[fix](fe) Fix ReadListener leak on rejected worker task#62679
Conversation
|
Thank you for your contribution to Apache Doris. Please clearly describe your PR:
|
|
run buildall |
|
/review |
There was a problem hiding this comment.
I found one blocking correctness issue.
ReadListenernow sends an ERR packet directly from the read-notification thread whenchannel.getWorker().execute()is rejected. That bypasses the normalMysqlConnectProcessor.processOnce()flow, which resets the MySQL packet sequence and consumes the client command before replying.MysqlProto.sendResponsePacket()therefore uses staleMysqlChannel.sequenceIdstate from the previous command, or an unknowable sequence for a multi-packet request that was never read, so the client can still see protocol errors instead of a clean overload failure. The added unit test mocksMysqlProto.sendResponsePacket(), so it does not cover this.
Critical checkpoints:
- Goal of the task: Partially met. The PR adds cleanup on rejected task submission, but the client-facing overload path is still protocol-incorrect, so the goal is not fully achieved.

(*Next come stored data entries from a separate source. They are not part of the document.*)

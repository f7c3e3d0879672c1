//! The asset library: one owned registry bound to one assets directory.
//!
//! Opening a library scans the assets root, loads the persisted registry,
//! reconciles (or rebuilds) it and writes it back. Every later mutation is
//! flushed to disk before returning.

use std::path::{Path, PathBuf};

use crate::asset::{AssetCategory, scan_all};
use crate::registry::{
    AssetMap, Loaded, ReconcileReport, Registry, RegistryError, RegistryStore, reconcile,
};
use crate::utils::plural::plural_count;
use crate::{debug, log};

/// Where the assets and their registry live.
#[derive(Debug, Clone, PartialEq, Eq)]
pub struct AssetLayout {
    /// Directory containing one subdirectory per category.
    pub root: PathBuf,
    /// Registry JSON file.
    pub registry: PathBuf,
}

impl AssetLayout {
    pub fn new(root: impl Into<PathBuf>, registry: impl Into<PathBuf>) -> Self {
        Self {
            root: root.into(),
            registry: registry.into(),
        }
    }

    /// Directory of one category.
    pub fn category_dir(&self, category: AssetCategory) -> PathBuf {
        self.root.join(category.dir_name())
    }
}

/// How the registry was obtained when the library was opened.
#[derive(Debug, Clone, PartialEq, Eq)]
pub enum LoadOutcome {
    /// No registry file existed; built from the scan.
    Fresh,
    /// Existing registry reconciled against disk.
    Loaded(ReconcileReport),
    /// Registry file was unreadable; kept at `backup` and rebuilt from the scan.
    Recovered { backup: PathBuf, reason: String },
}

/// Owned registry plus the store and layout it is bound to.
#[derive(Debug)]
pub struct AssetLibrary {
    layout: AssetLayout,
    store: RegistryStore,
    registry: Registry,
}

impl AssetLibrary {
    /// Scan, load, reconcile and persist.
    pub fn open(layout: AssetLayout) -> Result<(Self, LoadOutcome), RegistryError> {
        let store = RegistryStore::new(&layout.registry);
        let scan = scan_all(&layout.root);
        debug!("scan"; "found {} in {}", plural_count(scan.len(), "asset"), layout.root.display());

        let (registry, outcome) = match store.load()? {
            Loaded::Missing => {
                debug!("store"; "no registry at {}, building", store.path().display());
                (Registry::from_scan(&scan), LoadOutcome::Fresh)
            }
            Loaded::Parsed {
                mut registry,
                ignored,
            } => {
                if !ignored.is_empty() {
                    log!("warning"; "dropping unknown keys in {}: {}", store.path().display(), ignored.join(", "));
                }
                let report = reconcile(&mut registry, &scan);
                (registry, LoadOutcome::Loaded(report))
            }
            Loaded::Corrupt { reason } => {
                let backup = store.backup()?;
                (
                    Registry::from_scan(&scan),
                    LoadOutcome::Recovered { backup, reason },
                )
            }
        };

        // Written even when nothing changed
        store.save(&registry)?;

        Ok((
            Self {
                layout,
                store,
                registry,
            },
            outcome,
        ))
    }

    /// Reconcile against the current disk contents and persist.
    pub fn rescan(&mut self) -> Result<ReconcileReport, RegistryError> {
        let scan = scan_all(&self.layout.root);
        let report = reconcile(&mut self.registry, &scan);
        self.store.save(&self.registry)?;
        Ok(report)
    }

    /// Flip one asset, persist, and return its new state.
    ///
    /// If the write fails the in-memory flag is flipped back.
    pub fn toggle(&mut self, category: AssetCategory, path: &str) -> Result<bool, RegistryError> {
        let enabled = self.registry.toggle(category, path)?;
        if let Err(err) = self.store.save(&self.registry) {
            self.registry.set_enabled(category, path, !enabled)?;
            return Err(err);
        }
        Ok(enabled)
    }

    /// Set one asset's state and persist. Returns whether it changed.
    ///
    /// If the write fails the previous state is restored in memory.
    pub fn set_enabled(
        &mut self,
        category: AssetCategory,
        path: &str,
        enabled: bool,
    ) -> Result<bool, RegistryError> {
        let changed = self.registry.set_enabled(category, path, enabled)?;
        if let Err(err) = self.store.save(&self.registry) {
            if changed {
                self.registry.set_enabled(category, path, !enabled)?;
            }
            return Err(err);
        }
        Ok(changed)
    }

    pub fn registry(&self) -> &Registry {
        &self.registry
    }

    pub fn layout(&self) -> &AssetLayout {
        &self.layout
    }

    pub fn registry_path(&self) -> &Path {
        self.store.path()
    }

    /// Entries of one category, sorted by path.
    pub fn entries(&self, category: AssetCategory) -> &AssetMap {
        self.registry.entries(category)
    }

    /// Enabled asset paths of one category, sorted.
    pub fn enabled(&self, category: AssetCategory) -> impl Iterator<Item = &str> {
        self.registry.enabled(category)
    }
}

#[cfg(test)]
mod tests {
    use super::*;
    use std::fs;
    use tempfile::TempDir;

    fn setup(files: &[&str]) -> (TempDir, AssetLayout) {
        let dir = TempDir::new().unwrap();
        let layout = AssetLayout::new(dir.path().join("assets"), dir.path().join("assets.json"));
        for file in files {
            touch(&layout, file);
        }
        (dir, layout)
    }

    fn touch(layout: &AssetLayout, rel: &str) {
        let path = layout.root.join(rel);
        fs::create_dir_all(path.parent().unwrap()).unwrap();
        fs::write(path, "").unwrap();
    }

    #[test]
    fn test_first_open_builds_and_persists() {
        let (_dir, layout) = setup(&["css/a.css", "js/b.js"]);

        let (library, outcome) = AssetLibrary::open(layout.clone()).unwrap();

        assert_eq!(outcome, LoadOutcome::Fresh);
        assert_eq!(library.registry().len(), 2);
        assert!(layout.registry.exists());
    }

    #[test]
    fn test_reopen_preserves_choices_and_tracks_disk() {
        let (_dir, layout) = setup(&["css/a.css", "css/gone.css"]);
        let (mut library, _) = AssetLibrary::open(layout.clone()).unwrap();
        library.toggle(AssetCategory::Stylesheet, "a.css").unwrap();

        fs::remove_file(layout.root.join("css/gone.css")).unwrap();
        touch(&layout, "css/new.css");

        let (library, outcome) = AssetLibrary::open(layout).unwrap();
        let LoadOutcome::Loaded(report) = outcome else {
            panic!("expected loaded outcome");
        };
        assert_eq!(report.added, vec![(AssetCategory::Stylesheet, "new.css".to_string())]);
        assert_eq!(report.removed, vec![(AssetCategory::Stylesheet, "gone.css".to_string())]);

        let entries = library.entries(AssetCategory::Stylesheet);
        assert_eq!(entries.get("a.css"), Some(&false));
        assert_eq!(entries.get("new.css"), Some(&true));
        assert!(!entries.contains_key("gone.css"));
    }

    #[test]
    fn test_corrupt_registry_is_backed_up_and_rebuilt() {
        let (_dir, layout) = setup(&["css/a.css"]);
        fs::write(&layout.registry, "{ definitely not json").unwrap();

        let (library, outcome) = AssetLibrary::open(layout.clone()).unwrap();

        let LoadOutcome::Recovered { backup, .. } = outcome else {
            panic!("expected recovered outcome");
        };
        assert_eq!(fs::read_to_string(&backup).unwrap(), "{ definitely not json");
        assert_eq!(library.registry().get(AssetCategory::Stylesheet, "a.css"), Some(true));

        // Primary file now holds the rebuilt registry
        let (_, outcome) = AssetLibrary::open(layout).unwrap();
        assert!(matches!(outcome, LoadOutcome::Loaded(report) if report.is_empty()));
    }

    #[test]
    fn test_toggle_persists_immediately() {
        let (_dir, layout) = setup(&["js/a.js"]);
        let (mut library, _) = AssetLibrary::open(layout.clone()).unwrap();

        assert!(!library.toggle(AssetCategory::Script, "a.js").unwrap());

        let store = RegistryStore::new(&layout.registry);
        let Loaded::Parsed { registry, .. } = store.load().unwrap() else {
            panic!("expected parsed registry");
        };
        assert_eq!(registry.get(AssetCategory::Script, "a.js"), Some(false));
    }

    #[test]
    fn test_toggle_unknown_leaves_file_untouched() {
        let (_dir, layout) = setup(&["js/a.js"]);
        let (mut library, _) = AssetLibrary::open(layout.clone()).unwrap();
        let before = fs::read(&layout.registry).unwrap();

        let err = library.toggle(AssetCategory::Script, "nope.js").unwrap_err();

        assert!(matches!(err, RegistryError::UnknownAsset { .. }));
        assert_eq!(fs::read(&layout.registry).unwrap(), before);
    }

    #[test]
    fn test_open_rewrites_unchanged_registry() {
        let (_dir, layout) = setup(&["css/a.css"]);
        fs::write(
            &layout.registry,
            r#"{"css":{"a.css":false},"js":{},"fonts":{"x.ttf":true}}"#,
        )
        .unwrap();

        let (_, outcome) = AssetLibrary::open(layout.clone()).unwrap();

        assert!(matches!(outcome, LoadOutcome::Loaded(report) if report.is_empty()));
        let written = fs::read_to_string(&layout.registry).unwrap();
        assert_eq!(
            written,
            "{\n    \"css\": {\n        \"a.css\": false\n    },\n    \"js\": {}\n}\n"
        );
        assert!(!written.contains("fonts"));
    }

    #[test]
    fn test_failed_save_keeps_memory_in_sync_with_disk() {
        let (_dir, layout) = setup(&["css/a.css"]);
        let (mut library, _) = AssetLibrary::open(layout.clone()).unwrap();

        // A directory at the registry path makes the final rename fail
        fs::remove_file(&layout.registry).unwrap();
        fs::create_dir(&layout.registry).unwrap();

        assert!(library.toggle(AssetCategory::Stylesheet, "a.css").is_err());
        assert_eq!(library.registry().get(AssetCategory::Stylesheet, "a.css"), Some(true));

        assert!(library.set_enabled(AssetCategory::Stylesheet, "a.css", false).is_err());
        assert_eq!(library.registry().get(AssetCategory::Stylesheet, "a.css"), Some(true));
    }

    #[test]
    fn test_rescan_picks_up_new_files() {
        let (_dir, layout) = setup(&["css/a.css"]);
        let (mut library, _) = AssetLibrary::open(layout.clone()).unwrap();
        touch(&layout, "css/b.css");

        let report = library.rescan().unwrap();

        assert_eq!(report.added.len(), 1);
        let enabled: Vec<_> = library.enabled(AssetCategory::Stylesheet).collect();
        assert_eq!(enabled, vec!["a.css", "b.css"]);
    }
}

- Change scope: Small and focused.
- Concurrency: Yes.
ReadListener.handleEvent()runs on the XNIO I/O thread and hands work to the worker pool; the new rejection path stays on the I/O thread and bypasses normal command-processing state transitions. - Lifecycle/static init: No special static-init issue. Session cleanup still closes the channel and relies on the existing close listener for unregister.
- Config changes: None.
- Compatibility/storage format/API compatibility: None.
- Parallel paths:
AcceptListenerhas a similar rejection branch, but it is not an equivalent template because this read path is already inside the post-handshake MySQL command protocol. - Special conditions: The new
RejectedExecutionExceptionbranch needs protocol-aware handling or an alternative that does not emit a malformed MySQL reply. - Tests: Added unit coverage only checks mocked method calls. No test covers real packet sequencing or client-visible behavior for rejected read tasks.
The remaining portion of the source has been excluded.